— TASK DIRECTIONS —
The answer must be a single number: how many lines in this listing hold the word "Body".

= Beginning of Section =

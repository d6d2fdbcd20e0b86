//! The authentication state machine.
//!
//! An account moves from unverified, through email verification and 2FA
//! enrollment, to fully enrolled; only fully enrolled accounts can complete a
//! login. Each operation here is one transition, with its error paths and
//! persistence in one place. HTTP concerns (cookies, status codes) live in
//! the `http` module.

use chrono::{Duration, Utc};
use serde::Deserialize;
use std::sync::Arc;

use super::password::{PasswordHasher, check_password_policy};
use super::token::{SessionTokens, generate_verification_code};
use super::totp::{TotpManager, TotpSetup};
use crate::account::{Account, AccountStore};
use crate::crypto::SecretCodec;
use crate::email::{self, Mailer};
use crate::error::{Error, Result};

const VERIFICATION_CODE_TTL_HOURS: i64 = 24;

/// Body of `POST /auth/signup`.
///
/// Fields are optional at the serde level so a missing field surfaces as the
/// flow's own validation error rather than a deserialization failure.
#[derive(Debug, Deserialize)]
#[serde(rename_all = "camelCase")]
pub struct SignupRequest {
    pub full_name: Option<String>,
    pub email: Option<String>,
    pub password: Option<String>,
}

/// Body of `POST /auth/login`.
#[derive(Debug, Deserialize)]
#[serde(rename_all = "camelCase")]
pub struct LoginRequest {
    pub email: Option<String>,
    pub password: Option<String>,
    pub two_factor_code: Option<String>,
}

/// Body of `POST /auth/verify-email`.
#[derive(Debug, Deserialize)]
pub struct VerifyEmailRequest {
    pub code: Option<String>,
}

/// Body of `POST /auth/2fa/verify`. Accepts `token` as an alias for `code`.
#[derive(Debug, Deserialize)]
pub struct TwoFactorVerifyRequest {
    #[serde(alias = "token")]
    pub code: Option<String>,
}

/// Orchestrates the signup / verification / 2FA / login flows.
#[derive(Clone)]
pub struct AuthService {
    store: Arc<dyn AccountStore>,
    mailer: Arc<dyn Mailer>,
    hasher: PasswordHasher,
    totp: TotpManager,
    codec: SecretCodec,
    tokens: SessionTokens,
    app_name: String,
    /// Verified against when the email is unknown, so a login probe costs the
    /// same whether or not the account exists.
    dummy_hash: String,
}

impl AuthService {
    pub fn new(
        store: Arc<dyn AccountStore>,
        mailer: Arc<dyn Mailer>,
        hasher: PasswordHasher,
        totp: TotpManager,
        codec: SecretCodec,
        tokens: SessionTokens,
        app_name: impl Into<String>,
    ) -> Result<Self> {
        let dummy_hash = hasher.hash("gatewarden-dummy-password-1")?;
        Ok(Self {
            store,
            mailer,
            hasher,
            totp,
            codec,
            tokens,
            app_name: app_name.into(),
            dummy_hash,
        })
    }

    pub fn tokens(&self) -> &SessionTokens {
        &self.tokens
    }

    pub fn store(&self) -> &Arc<dyn AccountStore> {
        &self.store
    }

    /// Create an unverified account and email its verification code.
    ///
    /// A session token is issued immediately: the caller is logged in but
    /// unverified, and cannot pass the full login gate until enrollment
    /// completes. When the verification email fails to send, the account has
    /// already been persisted and the failure surfaces as a 5xx so the caller
    /// knows onboarding is incomplete.
    pub async fn signup(&self, request: SignupRequest) -> Result<(Account, String)> {
        let (full_name, email, password) = match (
            request.full_name.as_deref().map(str::trim),
            request.email.as_deref().map(str::trim),
            request.password.as_deref(),
        ) {
            (Some(name), Some(email), Some(password))
                if !name.is_empty() && !email.is_empty() && !password.is_empty() =>
            {
                (name.to_string(), email.to_lowercase(), password)
            }
            _ => return Err(Error::validation("All fields are required")),
        };

        validate_email_format(&email)?;
        check_password_policy(password)?;

        if self.store.find_by_email(&email).await?.is_some() {
            return Err(Error::conflict("Email is already in use"));
        }

        let password_hash = self.hasher.hash(password)?;
        let code = generate_verification_code();
        let account = Account::new(
            full_name,
            email,
            password_hash,
            code.clone(),
            Utc::now() + Duration::hours(VERIFICATION_CODE_TTL_HOURS),
        );

        self.store.insert(&account).await?;
        tracing::info!(account_id = %account.id, "account created");

        let token = self.tokens.issue(account.id)?;

        self.mailer
            .send(email::verification_email(
                &account.email,
                &account.full_name,
                &code,
            ))
            .await
            .map_err(|err| {
                tracing::error!(account_id = %account.id, error = %err, "verification email failed");
                Error::dependency("Failed to send verification email")
            })?;

        Ok((account, token))
    }

    /// Consume a verification code, marking the account verified.
    ///
    /// Wrong and expired codes are deliberately indistinguishable. The welcome
    /// email is sent after verification has committed; its failure is reported
    /// but does not roll the verification back.
    pub async fn verify_email(&self, request: VerifyEmailRequest) -> Result<Account> {
        let code = match request.code.as_deref().map(str::trim) {
            Some(code) if !code.is_empty() => code,
            _ => return Err(Error::validation("Verification code is required")),
        };

        let mut account = self
            .store
            .find_by_verification_code(code)
            .await?
            .ok_or_else(|| Error::not_found("Invalid or expired verification code"))?;

        account.is_verified = true;
        account.verification_code = None;
        account.verification_expires_at = None;
        self.store.update(&account).await?;
        tracing::info!(account_id = %account.id, "email verified");

        self.mailer
            .send(email::welcome_email(
                &account.email,
                &account.full_name,
                &self.app_name,
            ))
            .await
            .map_err(|err| {
                tracing::error!(account_id = %account.id, error = %err, "welcome email failed");
                Error::dependency("Failed to send welcome email")
            })?;

        Ok(account)
    }

    /// Generate a fresh 2FA secret for `account` and store it encrypted.
    ///
    /// Does not enable 2FA; that happens in [`Self::verify_two_factor`] once
    /// the caller proves their authenticator produces matching codes.
    pub async fn setup_two_factor(&self, mut account: Account) -> Result<(Account, TotpSetup)> {
        let setup = self.totp.generate_setup(&account.email)?;
        account.set_plain_secret(&setup.secret, &self.codec);
        self.store.update(&account).await?;
        tracing::info!(account_id = %account.id, "2FA secret generated");
        Ok((account, setup))
    }

    /// Check a code against the stored secret and enable 2FA on success.
    pub async fn verify_two_factor(
        &self,
        mut account: Account,
        request: TwoFactorVerifyRequest,
    ) -> Result<Account> {
        let code = match request.code.as_deref().map(str::trim) {
            Some(code) if !code.is_empty() => code,
            _ => return Err(Error::validation("2FA code is required")),
        };

        let secret = account
            .plain_secret(&self.codec)
            .ok_or_else(|| Error::validation("2FA has not been set up"))?;

        if !self.totp.verify(&secret, code) {
            return Err(Error::validation("Invalid 2FA code"));
        }

        account.two_factor_enabled = true;
        self.store.update(&account).await?;
        tracing::info!(account_id = %account.id, "2FA enabled");
        Ok(account)
    }

    /// Full login: password, verification state, 2FA state, and a TOTP code.
    ///
    /// Unknown email and wrong password share one generic error so responses
    /// never reveal whether an address is registered.
    pub async fn login(&self, request: LoginRequest) -> Result<(Account, String)> {
        let (email, password) = match (
            request.email.as_deref().map(str::trim),
            request.password.as_deref(),
        ) {
            (Some(email), Some(password)) if !email.is_empty() && !password.is_empty() => {
                (email.to_lowercase(), password)
            }
            _ => return Err(Error::validation("All fields are required")),
        };

        let account = match self.store.find_by_email(&email).await? {
            Some(account) => account,
            None => {
                // burn a verification so unknown emails take as long as
                // wrong passwords
                let _ = self.hasher.verify(password, &self.dummy_hash);
                return Err(Error::InvalidCredentials);
            }
        };

        if !self.hasher.verify(password, &account.password_hash)? {
            return Err(Error::InvalidCredentials);
        }

        if !account.is_verified {
            return Err(Error::forbidden("Please verify your email before logging in"));
        }
        if !account.two_factor_enabled {
            return Err(Error::forbidden("2FA setup is required before you can log in"));
        }

        let code = match request.two_factor_code.as_deref().map(str::trim) {
            Some(code) if !code.is_empty() => code,
            _ => return Err(Error::validation("2FA code is required")),
        };

        let secret = account
            .plain_secret(&self.codec)
            .ok_or_else(|| Error::internal("stored 2FA secret unavailable"))?;

        if !self.totp.verify(&secret, code) {
            return Err(Error::validation("Invalid 2FA code"));
        }

        let mut account = account;
        account.last_login = Utc::now();
        self.store.update(&account).await?;

        let token = self.tokens.issue(account.id)?;
        tracing::info!(account_id = %account.id, "login succeeded");
        Ok((account, token))
    }
}

fn validate_email_format(email: &str) -> Result<()> {
    let valid = match email.split_once('@') {
        Some((local, domain)) => {
            !local.is_empty() && domain.contains('.') && !domain.starts_with('.') && !domain.ends_with('.')
        }
        None => false,
    };

    if valid {
        Ok(())
    } else {
        Err(Error::validation("Invalid email address"))
    }
}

= End of Section =

— EXERCISE SOLUTION —
4